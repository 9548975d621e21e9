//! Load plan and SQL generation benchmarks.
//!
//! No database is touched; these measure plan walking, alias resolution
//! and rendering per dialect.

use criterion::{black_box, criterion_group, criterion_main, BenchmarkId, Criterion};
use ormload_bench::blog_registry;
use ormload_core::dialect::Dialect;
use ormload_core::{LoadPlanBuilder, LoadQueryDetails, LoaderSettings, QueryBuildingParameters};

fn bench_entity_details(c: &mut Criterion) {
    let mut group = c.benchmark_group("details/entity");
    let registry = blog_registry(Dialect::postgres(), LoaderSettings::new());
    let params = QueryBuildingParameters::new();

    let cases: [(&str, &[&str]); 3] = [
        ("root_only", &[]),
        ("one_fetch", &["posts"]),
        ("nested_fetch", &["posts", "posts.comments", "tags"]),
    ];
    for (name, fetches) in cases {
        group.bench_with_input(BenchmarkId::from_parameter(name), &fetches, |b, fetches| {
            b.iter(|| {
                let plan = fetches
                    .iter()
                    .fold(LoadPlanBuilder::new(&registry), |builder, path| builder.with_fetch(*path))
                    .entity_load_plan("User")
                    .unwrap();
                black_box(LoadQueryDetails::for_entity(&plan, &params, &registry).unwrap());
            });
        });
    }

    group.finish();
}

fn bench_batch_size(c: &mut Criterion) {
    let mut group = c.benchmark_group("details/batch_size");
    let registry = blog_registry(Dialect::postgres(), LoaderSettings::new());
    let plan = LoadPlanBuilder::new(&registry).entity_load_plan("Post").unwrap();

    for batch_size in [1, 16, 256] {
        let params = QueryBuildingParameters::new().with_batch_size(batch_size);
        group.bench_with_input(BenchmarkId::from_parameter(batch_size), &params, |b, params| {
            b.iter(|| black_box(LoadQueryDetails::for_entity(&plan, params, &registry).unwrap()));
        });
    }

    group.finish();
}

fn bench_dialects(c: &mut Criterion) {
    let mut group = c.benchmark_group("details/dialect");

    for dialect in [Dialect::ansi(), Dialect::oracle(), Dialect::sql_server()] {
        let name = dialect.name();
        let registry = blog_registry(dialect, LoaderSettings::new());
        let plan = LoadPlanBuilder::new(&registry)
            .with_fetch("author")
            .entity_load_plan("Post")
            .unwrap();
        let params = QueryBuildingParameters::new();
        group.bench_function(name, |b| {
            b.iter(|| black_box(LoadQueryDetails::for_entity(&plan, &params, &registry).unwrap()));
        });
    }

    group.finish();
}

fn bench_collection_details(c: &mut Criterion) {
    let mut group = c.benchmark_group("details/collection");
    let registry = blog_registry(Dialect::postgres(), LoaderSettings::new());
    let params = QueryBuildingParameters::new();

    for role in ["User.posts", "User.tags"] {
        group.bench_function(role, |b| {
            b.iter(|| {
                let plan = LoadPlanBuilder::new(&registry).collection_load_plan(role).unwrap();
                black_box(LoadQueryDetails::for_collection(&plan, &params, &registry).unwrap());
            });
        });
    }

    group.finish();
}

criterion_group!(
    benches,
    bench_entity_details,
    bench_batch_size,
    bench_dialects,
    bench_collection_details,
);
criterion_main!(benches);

———

Retype exactly the lines from the start of the entries through the one with "use ormload_bench::blog_registry;"; include both ends.

PROBLEM SOLUTION
repository 9548975d621e21e9
//! Load plan and SQL generation benchmarks.
//!
//! No database is touched; these measure plan walking, alias resolution
//! and rendering per dialect.

use criterion::{black_box, criterion_group, criterion_main, BenchmarkId, Criterion};
use ormload_bench::blog_registry;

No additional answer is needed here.